El hilo argumental del film se teje a través de pequeños retazos que a modo de escenas irán conectando la inconexa trama que conforma la estructura de la cinta. A Clouzot no le interesa para nada que el espectador se siente cómodamente a contemplar su obra sin necesidad de ejercitar la mente. Al contrario, el galo anida a lo largo del metraje toda una serie de argucias y trampas conceptuales con la intención de incomodar y perturbar la adoctrinada mente del espectador medio habituado a visualizar obras en las que la narración carece de las brechas y fisuras ideadas por el director de El misterio de Picasso. En este sentido, la historia se irá torciendo mostrando como la inocente personalidad de la protagonista va oxidándose conforme incrementa su conexión espiritual con ese ente de maldad y odio que interpreta con una frialdad que acongoja el magnífico actor francés Laurent Terzieff, el cual dibuja con su mirada repleta de resentimiento y maldad uno de esos personajes que quedan grabados en la memoria del espectador. Las interrelaciones amorosas convencionales brillan por su ausencia, de modo que las aventuras extra-maritales protagonizadas por el infiel marido de la protagonista serán aceptadas por su cónyuge con total naturalidad al igual que la extraña relación que se establecerá entre los dos personajes que centran la atención de Clouzot, relación marcada por la presencia de un amor obsesivo no del todo correspondido que únicamente consumará la pasión en un escaso encuentro dibujado maravillosamente a modo de metáfora por el francés mostrando a la pareja en medio de unas rocas rotas por la rompedura de las olas de un bravo y erótico mar que a imagen de un doliente semen fotografiará la pasión en segundo plano.

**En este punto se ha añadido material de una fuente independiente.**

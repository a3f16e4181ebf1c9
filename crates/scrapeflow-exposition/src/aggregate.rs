//! Metric aggregation — exposed families into [`MetricFamily`] values.

use scrapeflow_core::{Labels, MetricFamily, MetricKind, Sample};
use tracing::debug;

use crate::error::ExpositionError;
use crate::parser::{ExposedFamily, ExposedSeries, Exposition};

/// Label carrying the series name of histogram/summary/counter sub-series
/// (`foo_bucket`, `foo_sum`, ...) whose name differs from the family name.
pub const SERIES_NAME_LABEL: &str = "__name__";

/// Output of [`aggregate`].
#[derive(Debug, Clone, Default, PartialEq)]
pub struct Aggregation {
    pub families: Vec<MetricFamily>,
    pub skipped: Vec<SkippedFamily>,
}

/// A family dropped from the result, with the first error found in it.
#[derive(Debug, Clone, PartialEq)]
pub struct SkippedFamily {
    pub name: String,
    pub error: ExpositionError,
}

/// Convert every exposed family, skipping malformed ones.
///
/// Samples without a timestamp get `collected_at_ms`.
pub fn aggregate(exposition: &Exposition, collected_at_ms: i64) -> Aggregation {
    let mut out = Aggregation::default();
    for exposed in &exposition.families {
        match convert_family(exposed, collected_at_ms) {
            Ok(family) => out.families.push(family),
            Err(error) => {
                debug!(family = %exposed.name, %error, "skipping malformed family");
                out.skipped.push(SkippedFamily {
                    name: exposed.name.clone(),
                    error,
                });
            }
        }
    }
    out
}

fn convert_family(
    exposed: &ExposedFamily,
    collected_at_ms: i64,
) -> Result<MetricFamily, ExpositionError> {
    let kind = match &exposed.type_hint {
        Some(keyword) => keyword
            .parse::<MetricKind>()
            .map_err(|_| ExpositionError::UnknownType(keyword.clone()))?,
        None => MetricKind::Untyped,
    };
    if let (Some(first), Some(second)) = (&exposed.type_hint, &exposed.conflicting_type) {
        return Err(ExpositionError::ConflictingType {
            first: first.clone(),
            second: second.clone(),
        });
    }

    let mut family = MetricFamily::new(&exposed.name, kind);
    family.help = exposed.help.clone();

    for series in &exposed.series {
        let mut sample = parse_series(series, collected_at_ms)?;
        if series.name != exposed.name {
            if sample.labels.contains_key(SERIES_NAME_LABEL) {
                return Err(ExpositionError::DuplicateLabel {
                    line: series.line,
                    name: SERIES_NAME_LABEL.to_string(),
                });
            }
            sample
                .labels
                .insert(SERIES_NAME_LABEL.to_string(), series.name.clone());
        }
        if kind == MetricKind::Histogram
            && series.name.ends_with("_bucket")
            && !sample.labels.contains_key("le")
        {
            return Err(ExpositionError::MissingBucketBound { line: series.line });
        }
        family.samples.push(sample);
    }

    Ok(family)
}

/// Parse `{labels} value [timestamp]`.
fn parse_series(series: &ExposedSeries, collected_at_ms: i64) -> Result<Sample, ExpositionError> {
    let line = series.line;
    let rest = series.rest.trim_start();

    let (labels, rest) = if let Some(body) = rest.strip_prefix('{') {
        parse_labels(body, line)?
    } else {
        (Labels::new(), rest)
    };

    let mut fields = rest.split_whitespace();
    let raw_value = fields.next().ok_or(ExpositionError::MissingValue { line })?;
    let value = parse_value(raw_value).ok_or_else(|| ExpositionError::InvalidValue {
        line,
        value: raw_value.to_string(),
    })?;

    let timestamp_ms = match fields.next() {
        Some(raw) => raw
            .parse::<i64>()
            .map_err(|_| ExpositionError::InvalidTimestamp {
                line,
                value: raw.to_string(),
            })?,
        None => collected_at_ms,
    };
    if let Some(extra) = fields.next() {
        return Err(ExpositionError::InvalidTimestamp {
            line,
            value: extra.to_string(),
        });
    }

    Ok(Sample {
        labels,
        value,
        timestamp_ms: Some(timestamp_ms),
    })
}

/// Parse the inside of a label set; `body` starts right after `{`.
/// Returns the labels and the text following the closing `}`.
fn parse_labels(body: &str, line: usize) -> Result<(Labels, &str), ExpositionError> {
    let invalid = |reason: &str| ExpositionError::InvalidLabels {
        line,
        reason: reason.to_string(),
    };

    let mut labels = Labels::new();
    let mut rest = body;

    loop {
        rest = rest.trim_start();
        if let Some(after) = rest.strip_prefix('}') {
            return Ok((labels, after));
        }

        let eq = rest.find('=').ok_or_else(|| invalid("expected '='"))?;
        let name = rest[..eq].trim();
        if name.is_empty()
            || name.starts_with(|c: char| c.is_ascii_digit())
            || !name.chars().all(|c| c.is_ascii_alphanumeric() || c == '_')
        {
            return Err(invalid("invalid label name"));
        }

        rest = rest[eq + 1..].trim_start();
        rest = rest
            .strip_prefix('"')
            .ok_or_else(|| invalid("label value must be quoted"))?;

        let mut value = String::new();
        let mut chars = rest.char_indices();
        let end = loop {
            match chars.next() {
                Some((i, '"')) => break i,
                Some((_, '\\')) => match chars.next() {
                    Some((_, 'n')) => value.push('\n'),
                    Some((_, '\\')) => value.push('\\'),
                    Some((_, '"')) => value.push('"'),
                    Some((_, other)) => {
                        value.push('\\');
                        value.push(other);
                    }
                    None => return Err(invalid("unterminated label value")),
                },
                Some((_, c)) => value.push(c),
                None => return Err(invalid("unterminated label value")),
            }
        };

        if labels.insert(name.to_string(), value).is_some() {
            return Err(ExpositionError::DuplicateLabel {
                line,
                name: name.to_string(),
            });
        }

        rest = rest[end + 1..].trim_start();
        if let Some(after) = rest.strip_prefix(',') {
            rest = after;
        } else if !rest.starts_with('}') {
            return Err(invalid("expected ',' or '}'"));
        }
    }
}

fn parse_value(raw: &str) -> Option<f64> {
    match raw {
        "+Inf" | "Inf" => Some(f64::INFINITY),
        "-Inf" => Some(f64::NEG_INFINITY),
        "NaN" => Some(f64::NAN),
        _ => raw.parse::<f64>().ok().filter(|v| v.is_finite()),
    }
}
//! scrapeflow-discovery — resolves a category into scrape targets.
//!
//! The directory (service broker database, inventory service, a JSON file)
//! is an external collaborator behind the [`Directory`] trait. It returns
//! service instance records; [`discover`] keeps the hosts tagged with the
//! requested category and turns them into deduplicated [`ScrapeTarget`]s.
//!
//! ```text
//! Directory::query(category) ──► [ServiceInstance { hosts: [ServerAddress] }]
//!         discover() ──► filter by host type ──► ScrapeTarget ──► dedup by id
//! ```
//!
//! [`ScrapeTarget`]: scrapeflow_core::ScrapeTarget

pub mod directory;
pub mod discover;
pub mod error;
pub mod model;

pub use directory::{Directory, FileDirectory, HttpDirectory, MemoryDirectory, QueryFuture};
pub use discover::discover;
pub use error::DiscoveryError;
pub use model::{ServerAddress, ServiceInstance};
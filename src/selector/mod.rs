//! The symptom selector component.
//!
//! Unidirectional flow: an incoming `SelectorEvent` is applied to
//! `SelectorState`, which returns the `Effect` (network call) it needs, and
//! the page is re-rendered from state by the pure functions in `render`.
//! The dropdown's active flags are derived from the selection at render time,
//! so the two can never diverge.

pub mod render;
pub mod state;

pub use state::*;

El choque de pasiones malsanas y de instintos primarios sobrevenido a lo largo de la fábula será culminado por Clouzot con una explosión de violencia y fogosidad latente que pondrán la guinda al pastel cocinado de un modo apóstata e iconoclasta por el viejo maestro, que para su despedida del cine evitó cualquier referencia al suspense y la intriga que etiquetó su estampa a ojos de la crítica cinematográfica, encuadrando este adiós con una escena de talante lisérgico y alucinógeno en la que Clouzot empleó los trucos fotográficos de vanguardia de la época sesentera recreando una especie de collage luminoso que recuerda a la escena del agujero negro del 2001 de Kubrick, sin duda una perfecta carta de despedida del cine de un cineasta singular e independiente que a día de hoy sigue siendo identificado con el calificativo del Hitchcock francés. Un pequeño repaso a su filmografía bastará para tumbar este apodo, y así sacar a la luz al verdadero espejo de Clouzot: la de un autor sin parangón de la historia del cine.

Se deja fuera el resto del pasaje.